Taking the observed bias measure first, note that most of our calls to .mean had the following:

X.mean(axis=1).mean()

This happens because we're taking the mean over simulations, axis=1, and then taking the average over all of those averages to construct an expected value over simulation.

If we just avoid the last mean() call until the very end, we can "recycle" the set of estimators:

In [37]:
dem_shares_at_observed = (constrained >= .5).mean(axis=1)
dem_shares_at_tables_turned = (1 - (tables_turned >= .5).mean(axis=1))
extra_bonuses_at_observed = dem_shares_at_observed - dem_shares_at_tables_turned
In [38]:
plt.hist(extra_bonuses_at_observed)
values,counts = np.unique(extra_bonuses_at_observed, return_counts=True)
pd.DataFrame(np.vstack((values,counts)).T, columns=['Values', 'Count'])
Out[38]:
Values Count
0 -0.111111 1.0
1 -0.055556 63.0
2 0.000000 857.0
3 0.055556 13.0
4 0.111111 63.0
5 0.166667 3.0

When we take the average of these, we still get the same estimate when we didn't use the internal means:

In [39]:
np.testing.assert_allclose(extra_bonuses_at_observed.mean(), extra_bonus_at_observed) #equivalent to float tolerance

But, we also get a distribution of the possible seat share differences. Since seat shares are integral, in that there are only a finite number of possible seat shares, this the simulation frequency distribution for the statistic can be summarized in a more appropriate way than just using the mean to smooth out the estimate.

This also works for the bias at median:

In [40]:
median_constrained = fakes + (.5 - fakes.mean(axis=1).mean())
In [41]:
Bmedians = (2*(median_constrained > .5).mean(axis=1) - 1)
In [42]:
plt.hist(Bmedians)
values,counts = np.unique(Bmedians, return_counts=True)
pd.DataFrame(np.vstack((values,counts)).T, columns=['Values', 'Count'])
Out[42]:
Values Count
0 -0.222222 1.0
1 -0.111111 1.0
2 0.000000 53.0
3 0.111111 942.0
4 0.222222 3.0
In [43]:
np.testing.assert_allclose(Bmedians.mean(), Bmedian) #equivalent to float tolerance

Conclusion

So, I hope this provides a little bit of a quantitative intro to how these kinds of measures are generated, and where the gobbledegook might seep in. The efficiency gap, while cool, new, and shiny, is no exception to the gobbledegook that's been floating about in this field ever since the first "modern" studies of strucual election modeling in the 1950s (Maurice Kendall's exploration of the Cube Rule). A few pressure points that are helpful to keep yourself honest.

  1. How does the anlaysis treat uncontested elections?
  2. Does the result provide any indication of how uncertain the estimate is with respect to the observed election/available elections under the plan?
  3. Does the specification of the model have reasonable fit & generate elections that look like the elections we observe both spatially and distributionally?
  4. Is any attempt made to control for confounding factors?

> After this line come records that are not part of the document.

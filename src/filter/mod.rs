//! Convolution engine and the filters built on it.
//!
//! Every filter takes an immutable [`PixelBuffer`](crate::PixelBuffer) and
//! returns a freshly allocated one. Border taps that fall outside the image
//! are skipped rather than clamped or wrapped, so kernels lose weight near
//! the edges.

pub mod convolve;
pub mod dog;
pub mod gaussian;
pub mod kernel;
pub mod sobel;

pub use convolve::{convolve, subtract};
pub use dog::{stretch_channels, DifferenceOfGaussians, DogParams};
pub use gaussian::{GaussianBlur, GaussianParams};
pub use kernel::Kernel;
pub use sobel::{EdgeMap, SobelFilter};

I'll follow up with this in another blogpost.

Saying

only now, armed with numbers, can we defeat the gerrymander!

is a gross misunderstanding of the state of play. While the efficiency gap is new, it's not the first bias number... nowhere close. Further, saying that the efficiency gap is somehow simpler, more intuitive, or empirically more sound misrepresents ongoing debate about which measures are appropriate and valid in the literature & in practitioner's own minds. For a (dis)heartening reminder, my dissertation included interviews with individuals who sit on nonpartisan/independent redistricting commissions in a few states & none interviewed recalled using these explicitly in their reasoning about plans. So, take all of these numbers with a grain of salt and my colleagues and I will keep working on making better ones.

Lastly, I'd encourage many people to avoid thinking about things in terms of the efficiency gap or bust. It's really not that simple. This is fundamentally a statistical problem; to think we've suddenly solved it because a new estimator reprises & revamps arguments made by R.H. Brookes in 1960s New Zealand is silly. That said, I hope you can acknowledge that scientifically-grounded skepticism is not necessarily skepticicsm of scientific progress, and approach these things with an understanding that it's not efficiency gap or bust.